Tsvangirai apologises for bad-mouthing Sibanda
by Staff Reporter
29/08/2010 00:00:00

PRIME Minister Morgan Tsvangirai has described the acrimonious split of the MDC in 2005 as the “saddest part of his political life” and offered apologies for badmouthing the late Gibson Sibanda, his former trade union colleague of 25 years.

Tsvangirai was speaking at a memorial service held for Sibanda ahead of his burial in Bulawayo on Sunday. Sibanda, who was the vice president of the MDC-M faction, succumbed to cancer aged 66 last Monday night.

“The political developments in this country will never be the same again after the formation of the MDC but the saddest thing in my life is the split of the MDC.

“It represents the saddest part of my relationship with Sibanda,” Tsvangirai said.

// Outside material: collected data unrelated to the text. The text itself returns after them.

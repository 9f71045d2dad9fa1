//! Template resolution
//!
//! Picks the one template that governs a new note, based on where the note
//! lives. Deeper folder overrides beat shallower ones, and any folder
//! override beats the default template.

use crate::config::Settings;
use crate::path::{ancestor_folders, is_within, normalize_path};

/// True when `file_path` lies under one of the ignored paths
pub fn is_ignored(file_path: &str, settings: &Settings) -> bool {
    let file_path = normalize_path(file_path);
    settings
        .ignore_paths
        .iter()
        .map(|p| normalize_path(p))
        .any(|prefix| is_within(&file_path, &prefix))
}

/// Template path for a new note at `file_path`, if any applies
///
/// Ignored paths never resolve. Otherwise the containing folders are tried
/// from the deepest up, and the default template is the last resort.
/// Overrides with an empty template are skipped.
pub fn resolve(file_path: &str, settings: &Settings) -> Option<String> {
    if is_ignored(file_path, settings) {
        return None;
    }

    let file_path = normalize_path(file_path);
    ancestor_folders(&file_path)
        .filter_map(|folder| settings.folder_templates.get(folder))
        .find(|template| !template.is_empty())
        .or_else(|| Some(&settings.default_template).filter(|t| !t.is_empty()))
        .cloned()
}
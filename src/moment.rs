//! Date and time formatting with `YYYY-MM-DD` style tokens
//!
//! Templates write formats the way note-taking apps do (`{{date:DD/MM/YYYY}}`,
//! `{{time:h:mm A}}`), not as strftime strings. Letters that are not tokens
//! are copied through unchanged, and text inside `[...]` is always literal.

use chrono::{DateTime, Datelike, FixedOffset, Timelike};

/// Default format for `{{date}}`
pub const DATE_FORMAT: &str = "YYYY-MM-DD";

/// Default format for `{{time}}`
pub const TIME_FORMAT: &str = "HH:mm";

// Longest tokens first so `MMMM` is not read as `MM` twice.
const TOKENS: &[&str] = &[
    "YYYY", "GGGG", "MMMM", "DDDD", "DDDo", "dddd", "MMM", "DDD", "ddd", "SSS", "YY", "MM", "Mo",
    "Do", "DD", "dd", "WW", "Wo", "ww", "wo", "Qo", "HH", "hh", "kk", "mm", "ss", "SS", "ZZ", "Q",
    "M", "D", "d", "E", "W", "w", "H", "h", "k", "m", "s", "S", "A", "a", "X", "x", "Z",
];

/// Render `instant` according to `pattern`
pub fn format(instant: &DateTime<FixedOffset>, pattern: &str) -> String {
    let mut out = String::with_capacity(pattern.len() + 8);
    let mut rest = pattern;

    while !rest.is_empty() {
        if let Some(inner) = rest.strip_prefix('[') {
            if let Some(end) = inner.find(']') {
                out.push_str(&inner[..end]);
                rest = &inner[end + 1..];
                continue;
            }
        }

        if let Some(token) = TOKENS.iter().find(|t| rest.starts_with(**t)) {
            out.push_str(&expand(instant, token));
            rest = &rest[token.len()..];
            continue;
        }

        let mut chars = rest.chars();
        if let Some(c) = chars.next() {
            out.push(c);
        }
        rest = chars.as_str();
    }

    out
}

fn expand(instant: &DateTime<FixedOffset>, token: &str) -> String {
    match token {
        "YYYY" => format!("{:04}", instant.year()),
        "YY" => format!("{:02}", instant.year().rem_euclid(100)),
        "GGGG" => format!("{:04}", instant.iso_week().year()),
        "Q" => quarter(instant).to_string(),
        "Qo" => ordinal(quarter(instant)),
        "MMMM" => instant.format("%B").to_string(),
        "MMM" => instant.format("%b").to_string(),
        "MM" => format!("{:02}", instant.month()),
        "M" => instant.month().to_string(),
        "Mo" => ordinal(instant.month()),
        "DDDD" => format!("{:03}", instant.ordinal()),
        "DDD" => instant.ordinal().to_string(),
        "DDDo" => ordinal(instant.ordinal()),
        "DD" => format!("{:02}", instant.day()),
        "Do" => ordinal(instant.day()),
        "D" => instant.day().to_string(),
        "dddd" => instant.format("%A").to_string(),
        "ddd" => instant.format("%a").to_string(),
        "dd" => instant.format("%a").to_string().chars().take(2).collect(),
        "d" => instant.weekday().num_days_from_sunday().to_string(),
        "E" => instant.weekday().number_from_monday().to_string(),
        "WW" => format!("{:02}", instant.iso_week().week()),
        "W" => instant.iso_week().week().to_string(),
        "Wo" => ordinal(instant.iso_week().week()),
        "ww" => format!("{:02}", sunday_week(instant)),
        "w" => sunday_week(instant).to_string(),
        "wo" => ordinal(sunday_week(instant)),
        "HH" => format!("{:02}", instant.hour()),
        "H" => instant.hour().to_string(),
        "hh" => format!("{:02}", instant.hour12().1),
        "h" => instant.hour12().1.to_string(),
        "kk" => format!("{:02}", hour_from_one(instant.hour())),
        "k" => hour_from_one(instant.hour()).to_string(),
        "mm" => format!("{:02}", instant.minute()),
        "m" => instant.minute().to_string(),
        "ss" => format!("{:02}", instant.second()),
        "s" => instant.second().to_string(),
        "SSS" => format!("{:03}", millis(instant)),
        "SS" => format!("{:02}", millis(instant) / 10),
        "S" => (millis(instant) / 100).to_string(),
        "A" => (if instant.hour12().0 { "PM" } else { "AM" }).to_string(),
        "a" => (if instant.hour12().0 { "pm" } else { "am" }).to_string(),
        "X" => instant.timestamp().to_string(),
        "x" => instant.timestamp_millis().to_string(),
        "ZZ" => instant.format("%z").to_string(),
        "Z" => instant.format("%:z").to_string(),
        other => other.to_string(),
    }
}

fn quarter(instant: &DateTime<FixedOffset>) -> u32 {
    (instant.month() - 1) / 3 + 1
}

// Leap seconds report 1000+ ms.
fn millis(instant: &DateTime<FixedOffset>) -> u32 {
    instant.timestamp_subsec_millis().min(999)
}

/// Week of the year with weeks starting on Sunday; the week holding
/// January 1st is week 1.
fn sunday_week(instant: &DateTime<FixedOffset>) -> u32 {
    let date = instant.date_naive();
    let days_to_saturday = 6 - date.weekday().num_days_from_sunday();
    let saturday = date + chrono::Days::new(u64::from(days_to_saturday));
    (saturday.ordinal() - 1) / 7 + 1
}

fn hour_from_one(hour: u32) -> u32 {
    if hour == 0 { 24 } else { hour }
}

fn ordinal(n: u32) -> String {
    let suffix = match (n % 10, n % 100) {
        (_, 11..=13) => "th",
        (1, _) => "st",
        (2, _) => "nd",
        (3, _) => "rd",
        _ => "th",
    };
    format!("{n}{suffix}")
}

The prime minister said Sibanda had provided “stability and guidance” in his personal and political life and offered apologies for speaking ill of his colleague in the wake of the MDC’s 2005 split.

“What we said after the split, I regret it. I am sorry Gibson for what we said at that moment, it was a moment of weakness and it was not worth it,” said an emotional Tsvangirai.

The two worked together in the Zimbabwe Congress of Trade Unions (ZCTU) where Sibanda was president and Tsvangirai the secretary general.

Sibanda agreed to step aside and allow Tsvangirai to become president of the MDC even though he had been interim leader of the party prior to its inaugural congress.

Welshman Ncube, the MDC-M secretary general says Sibanda took the request to step aside for Tsvangirai without any disappointment.

“Without any touch of disappointment and with wholesome respect for all those of us who had urged him to let Tsvangirai be president, Gibson closed the discussion and thanked us for our honest appraisal of the nature of Zimbabwe’s politics which dictated that even though he was the better candidate for president of the party we perceived that he could not lead us to victory in the elections,” Ncube wrote in his tribute to Sibanda.

But Sibanda was to lead the breakaway from the MDC following a bitter dispute over participation in the senatorial elections in 2005.

The party’s national executive had voted to participate in the elections but was overruled by Tsvangirai leading to the acrimonious fall-out.

Sibanda was buried in Bulawayo on Sunday after President Robert Mugabe refused a request to accord him national hero status.

He was only offered a state assisted funeral.